[MATERIAL PROVIDED Boundary: Start]

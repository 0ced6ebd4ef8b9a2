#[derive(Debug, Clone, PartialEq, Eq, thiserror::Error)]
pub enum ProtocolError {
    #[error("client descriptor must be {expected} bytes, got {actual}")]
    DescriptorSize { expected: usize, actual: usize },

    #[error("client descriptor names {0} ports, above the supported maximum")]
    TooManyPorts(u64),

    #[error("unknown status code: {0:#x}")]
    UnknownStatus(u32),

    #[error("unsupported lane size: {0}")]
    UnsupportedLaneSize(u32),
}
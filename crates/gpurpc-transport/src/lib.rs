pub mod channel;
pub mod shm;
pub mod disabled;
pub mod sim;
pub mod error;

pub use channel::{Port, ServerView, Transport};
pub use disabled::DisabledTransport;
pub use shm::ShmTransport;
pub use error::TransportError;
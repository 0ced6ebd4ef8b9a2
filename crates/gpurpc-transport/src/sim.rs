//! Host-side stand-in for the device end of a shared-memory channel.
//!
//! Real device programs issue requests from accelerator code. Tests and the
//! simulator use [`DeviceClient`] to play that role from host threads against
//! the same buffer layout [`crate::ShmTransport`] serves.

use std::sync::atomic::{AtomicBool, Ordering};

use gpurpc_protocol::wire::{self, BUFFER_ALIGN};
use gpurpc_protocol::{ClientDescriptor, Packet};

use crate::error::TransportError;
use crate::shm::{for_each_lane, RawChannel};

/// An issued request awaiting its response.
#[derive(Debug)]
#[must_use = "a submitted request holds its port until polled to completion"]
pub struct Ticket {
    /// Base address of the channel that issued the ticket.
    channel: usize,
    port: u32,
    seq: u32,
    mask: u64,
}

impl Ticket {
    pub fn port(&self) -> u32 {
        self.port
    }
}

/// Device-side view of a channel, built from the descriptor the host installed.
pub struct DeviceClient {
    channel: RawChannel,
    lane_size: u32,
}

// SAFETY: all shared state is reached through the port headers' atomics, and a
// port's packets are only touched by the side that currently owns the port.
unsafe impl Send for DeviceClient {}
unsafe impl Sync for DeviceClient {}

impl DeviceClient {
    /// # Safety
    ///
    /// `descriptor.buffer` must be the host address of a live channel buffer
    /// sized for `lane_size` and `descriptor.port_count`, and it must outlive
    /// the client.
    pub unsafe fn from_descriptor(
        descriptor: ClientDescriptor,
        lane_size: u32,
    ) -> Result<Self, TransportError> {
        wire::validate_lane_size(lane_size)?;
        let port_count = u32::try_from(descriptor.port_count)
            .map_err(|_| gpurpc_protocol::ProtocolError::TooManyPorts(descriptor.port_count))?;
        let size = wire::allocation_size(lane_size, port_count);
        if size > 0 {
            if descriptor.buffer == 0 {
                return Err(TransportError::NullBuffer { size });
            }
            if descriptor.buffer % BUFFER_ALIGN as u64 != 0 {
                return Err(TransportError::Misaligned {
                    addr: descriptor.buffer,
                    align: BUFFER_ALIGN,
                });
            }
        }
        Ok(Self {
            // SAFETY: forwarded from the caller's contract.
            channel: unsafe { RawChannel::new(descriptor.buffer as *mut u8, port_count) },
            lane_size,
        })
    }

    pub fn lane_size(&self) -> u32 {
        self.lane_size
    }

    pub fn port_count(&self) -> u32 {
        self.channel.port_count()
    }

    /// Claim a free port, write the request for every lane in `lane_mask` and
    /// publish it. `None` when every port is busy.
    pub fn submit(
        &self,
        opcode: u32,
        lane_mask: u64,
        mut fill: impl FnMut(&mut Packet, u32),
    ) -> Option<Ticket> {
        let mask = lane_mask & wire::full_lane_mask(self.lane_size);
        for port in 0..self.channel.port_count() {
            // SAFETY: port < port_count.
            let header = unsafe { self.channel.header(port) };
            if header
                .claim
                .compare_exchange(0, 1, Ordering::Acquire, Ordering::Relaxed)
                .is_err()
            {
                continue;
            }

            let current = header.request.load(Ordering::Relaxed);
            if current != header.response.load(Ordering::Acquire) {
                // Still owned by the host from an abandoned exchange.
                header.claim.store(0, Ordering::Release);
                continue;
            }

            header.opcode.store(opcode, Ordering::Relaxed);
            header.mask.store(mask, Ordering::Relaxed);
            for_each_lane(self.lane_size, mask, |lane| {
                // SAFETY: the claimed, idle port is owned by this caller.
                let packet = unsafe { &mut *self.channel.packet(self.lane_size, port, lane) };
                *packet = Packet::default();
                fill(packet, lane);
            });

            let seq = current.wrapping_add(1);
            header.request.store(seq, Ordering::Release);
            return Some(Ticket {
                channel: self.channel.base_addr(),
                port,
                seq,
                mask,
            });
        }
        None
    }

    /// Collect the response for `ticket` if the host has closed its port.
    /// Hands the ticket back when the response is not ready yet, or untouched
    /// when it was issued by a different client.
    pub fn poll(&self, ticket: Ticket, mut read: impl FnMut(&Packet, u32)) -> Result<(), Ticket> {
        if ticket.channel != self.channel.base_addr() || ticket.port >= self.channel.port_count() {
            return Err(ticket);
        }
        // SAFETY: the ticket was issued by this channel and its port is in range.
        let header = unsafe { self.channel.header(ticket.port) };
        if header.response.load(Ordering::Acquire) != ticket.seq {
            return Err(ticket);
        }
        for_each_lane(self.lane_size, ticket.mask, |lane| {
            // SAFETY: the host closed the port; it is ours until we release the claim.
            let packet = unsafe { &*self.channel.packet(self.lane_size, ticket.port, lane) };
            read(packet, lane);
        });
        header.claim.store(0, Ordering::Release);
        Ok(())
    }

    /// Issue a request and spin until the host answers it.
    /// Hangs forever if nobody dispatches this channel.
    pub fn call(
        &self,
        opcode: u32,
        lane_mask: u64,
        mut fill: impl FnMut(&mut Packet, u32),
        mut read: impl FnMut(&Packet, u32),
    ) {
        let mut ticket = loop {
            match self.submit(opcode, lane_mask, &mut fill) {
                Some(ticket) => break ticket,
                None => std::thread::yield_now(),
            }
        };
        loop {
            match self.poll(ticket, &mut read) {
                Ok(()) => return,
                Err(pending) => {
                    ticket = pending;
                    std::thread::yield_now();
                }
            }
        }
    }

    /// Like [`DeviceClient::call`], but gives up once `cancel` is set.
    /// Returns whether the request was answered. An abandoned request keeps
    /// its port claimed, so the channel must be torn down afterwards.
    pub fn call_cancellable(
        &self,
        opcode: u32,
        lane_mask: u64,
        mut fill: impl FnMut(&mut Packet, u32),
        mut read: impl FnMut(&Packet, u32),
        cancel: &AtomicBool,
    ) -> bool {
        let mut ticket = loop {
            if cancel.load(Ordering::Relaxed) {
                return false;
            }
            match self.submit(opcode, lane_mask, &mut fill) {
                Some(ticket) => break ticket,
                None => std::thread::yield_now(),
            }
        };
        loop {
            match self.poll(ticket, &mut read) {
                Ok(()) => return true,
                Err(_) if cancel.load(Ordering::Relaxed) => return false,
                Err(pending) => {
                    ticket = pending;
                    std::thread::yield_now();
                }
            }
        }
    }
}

[MATERIAL PROVIDED Boundary: End]

◆ TASK ◆
Find each line holding the string "caller" in the listing above, then copy it.

◆ REPLY ◆
            // SAFETY: forwarded from the caller's contract.
                // SAFETY: the claimed, idle port is owned by this caller.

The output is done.